If MacBU no longer can justify the investment required, the business
will be sold or restructured, or closed, no matter how "endless" the
resources. IE is a perfect example - it was discontinued when it was no
longer able to drive sales of other products, and was no longer paid for
by Apple.

> And it has a marketing and development budget that trump the GDP of
> some small countries.

Completely irrelevant. Development and marketing funding follow sales
projections. MS doesn't have a pot of cash sitting around that anyone
and their brother can dip into. Like any other public for-profit
company, MS is responsible to its shareholders for efficiently
reinvesting its profits into development. And if it projects that it can
expect to sell $X worth of Mac product, you can be sure that the
development money available to MacBU will be some fraction of $X.

> With the exception of Virtual PC (which Microsoft bought from another
> company), I wouldn't call ANY of those products unique to the Mac
> platform.

VPC isn't unique to the Mac platform. AFAIK, sales of WinVPC exceed
sales of MacVPC.

> In short, it has few excuses that are valid in my book.

>From a business perspective, what excuses would be valid?

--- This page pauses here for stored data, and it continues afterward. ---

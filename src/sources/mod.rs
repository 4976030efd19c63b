//! News sources: where the latest headline comes from.
//!
//! Each configured source is one variant of [`SourceKind`], chosen once at
//! startup by [`build`] and used afterwards only through the [`NewsSource`]
//! trait.
//!
//! # Supported Kinds
//!
//! | Kind | Module | Method | Notes |
//! |------|--------|--------|-------|
//! | `html` | [`html`] | HTTP + CSS selectors | Static markup, id from a container attribute |
//! | `next_data` | [`next_data`] | HTTP + embedded JSON | Next.js `__NEXT_DATA__` blob |
//! | `browser` | [`browser`] | WebDriver session + XPath | Script-rendered pages, id from the link |
//!
//! # Common Contract
//!
//! - `fetch_latest()` returns the newest [`Item`] with every field present, or
//!   `None` when the page legitimately lists nothing
//! - a missing structural element is [`FetchError::NotFound`]; network and
//!   driver trouble is a transient error retried by the resource session
//! - `fetch_body(link)` returns the extracted article text or `None`; callers
//!   treat its failure as "post without body"

pub mod body;
pub mod browser;
pub mod html;
pub mod next_data;

use crate::config::{SourceConfig, SourceKind};
use crate::error::{ConfigError, FetchError};
use crate::http::HttpFetcher;
use crate::models::{Item, SourceInfo};
use crate::session::ResourceSession;
use crate::webdriver::WebDriverClient;
use async_trait::async_trait;
use std::sync::Arc;

/// Capability shared by every source kind.
#[async_trait]
pub trait NewsSource: Send + Sync {
    /// Stable source name; keys the persisted dedup record.
    fn name(&self) -> &str;

    /// Page the latest item is read from.
    fn source_url(&self) -> &str;

    /// Fetch the newest item on the page.
    async fn fetch_latest(&self) -> Result<Option<Item>, FetchError>;

    /// Fetch and extract the article body behind `link`.
    async fn fetch_body(&self, link: &str) -> Result<Option<String>, FetchError>;

    fn info(&self) -> SourceInfo {
        SourceInfo {
            name: self.name().to_string(),
            url: self.source_url().to_string(),
        }
    }
}

/// External clients the sources fetch through.
#[derive(Debug, Clone)]
pub struct Backends {
    pub http: HttpFetcher,
    /// Present only when a WebDriver endpoint is configured.
    pub webdriver: Option<WebDriverClient>,
    pub session: ResourceSession,
}

/// Construct the source described by `config`.
///
/// # Errors
///
/// [`ConfigError::Invalid`] for selectors or patterns that do not compile,
/// and for `browser` sources when no WebDriver endpoint is configured.
pub fn build(config: &SourceConfig, backends: &Backends) -> Result<Arc<dyn NewsSource>, ConfigError> {
    let source: Arc<dyn NewsSource> = match &config.kind {
        SourceKind::Html {
            item,
            title,
            link,
            id_attr,
        } => Arc::new(html::HtmlSource::new(
            config,
            html::HtmlRules {
                item,
                title,
                link,
                id_attr,
            },
            backends.http.clone(),
        )?),
        SourceKind::NextData {
            list_key,
            id_key,
            title_key,
            link_key,
        } => Arc::new(next_data::NextDataSource::new(
            config,
            next_data::NextDataKeys {
                list: list_key.clone(),
                id: id_key.clone(),
                title: title_key.clone(),
                link: link_key.clone(),
            },
            backends.http.clone(),
        )?),
        SourceKind::Browser {
            xpath,
            id_pattern,
            wait_secs,
        } => {
            let driver = backends.webdriver.clone().ok_or_else(|| {
                ConfigError::Invalid(format!(
                    "source {:?} needs a WebDriver endpoint (--webdriver-url)",
                    config.name
                ))
            })?;
            Arc::new(browser::BrowserSource::new(
                config,
                xpath,
                id_pattern.as_deref(),
                std::time::Duration::from_secs(*wait_secs),
                driver,
                backends.session.clone(),
            )?)
        }
    };
    Ok(source)
}

/// Resolve a possibly relative `href` against the page it came from.
pub(crate) fn resolve_link(base: &url::Url, href: &str) -> Option<String> {
    base.join(href.trim()).ok().map(|u| u.to_string())
}

#[cfg(test)]
mod tests {
    use super::*;
    use crate::config::Config;
    use crate::session::RetryPolicy;
    use std::time::Duration;

    fn backends(webdriver: bool) -> Backends {
        let policy = RetryPolicy::default();
        Backends {
            http: HttpFetcher::new("test", Duration::from_secs(5), policy).unwrap(),
            webdriver: webdriver.then(|| {
                WebDriverClient::new(
                    "http://localhost:9515",
                    Default::default(),
                    "test",
                    Duration::from_secs(5),
                )
                .unwrap()
            }),
            session: ResourceSession::new(policy),
        }
    }

    const YAML: &str = r#"
sources:
  - { name: a, url: "https://a.example/news", kind: html, item: div.item, title: span, link: a }
  - { name: b, url: "https://b.example/news", kind: next_data, list_key: _newsList }
  - { name: c, url: "https://c.example/news", kind: browser, xpath: "//a" }
"#;

    #[test]
    fn test_build_each_kind() {
        let config = Config::from_yaml(YAML).unwrap();
        let b = backends(true);
        let built: Vec<_> = config.sources.iter().map(|s| build(s, &b).unwrap()).collect();
        let names: Vec<_> = built.iter().map(|s| s.name().to_string()).collect();
        assert_eq!(names, vec!["a", "b", "c"]);
        assert_eq!(
            built[1].info(),
            SourceInfo {
                name: "b".into(),
                url: "https://b.example/news".into()
            }
        );
    }

    #[test]
    fn test_browser_source_requires_webdriver() {
        let config = Config::from_yaml(YAML).unwrap();
        let err = build(&config.sources[2], &backends(false)).err().unwrap();
        assert!(err.to_string().contains("WebDriver"));
    }

    #[test]
    fn test_invalid_selector_is_config_error() {
        let yaml = "sources:\n  - { name: a, url: \"https://a.example\", kind: html, item: \"div[\", title: span, link: a }\n";
        let config = Config::from_yaml(yaml).unwrap();
        assert!(matches!(build(&config.sources[0], &backends(false)), Err(ConfigError::Invalid(_))));
    }

    #[test]
    fn test_resolve_link() {
        let base = url::Url::parse("https://ru.investing.com/news/latest-news").unwrap();
        assert_eq!(
            resolve_link(&base, "/news/crypto/article-123").unwrap(),
            "https://ru.investing.com/news/crypto/article-123"
        );
        assert_eq!(
            resolve_link(&base, "https://other.example/x").unwrap(),
            "https://other.example/x"
        );
    }
}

> Why does Entourage have so many problems relative to its big sister
> in the Windows world? In my view, it's simple...skeptical perhaps,
> but nonetheless incredibly simple: It's *supposed* to be that way.
> It's a *business decision*. It's a matter of choosing which problems
> to solve, which features to implement, and just how good to make a
> product bearing in mind that its sister, Outlook, shouldn't be
> trumped, for such might imply something not-so-pretty for both
> Outlook and, God forbid, Windows. Besides, the Mac market is only
> about 3% of share, and what percentage of those people will use
> Entourage over Apple Mail anyway?

Your arguments are somewhat contradictory. If the Entourage market is so
small, why would MS be worried about its implications for Outlook?
Wouldn't it make more sense to use Entourage as a prototyping platform,
a testbed of ideas for Outlook? Mac XL has had charting features that
run rings around WinXL for years - I don't think the WinXL dev team
loses any sleep over it.

One problem is that Outlook isn't Entourage's "sister" - they're at
best distant cousins, with a different code base and entirely different
dev teams.

>From an MS perspective, what does it matter if an Entourage feature
outshines Outlook? Are you saying that they're worried that someone's
going to say "gee, look at that great feature in Entourage...that's so
much better than Outlook that I'm going to switch to Macs - and use
Apple Mail!"?? Doesn't make sense to me.

There's no incentive for MacBU to cripple Entourage for the sake of
Outlook. To do so cuts their own throat - if Entourage, along with the
rest of the Office suite, isn't compelling enough for Mac owners to
purchase, their jobs are forfeit, just like anyone else in business.
They have a powerful incentive to make all their software the best they
can within the constraints of their market.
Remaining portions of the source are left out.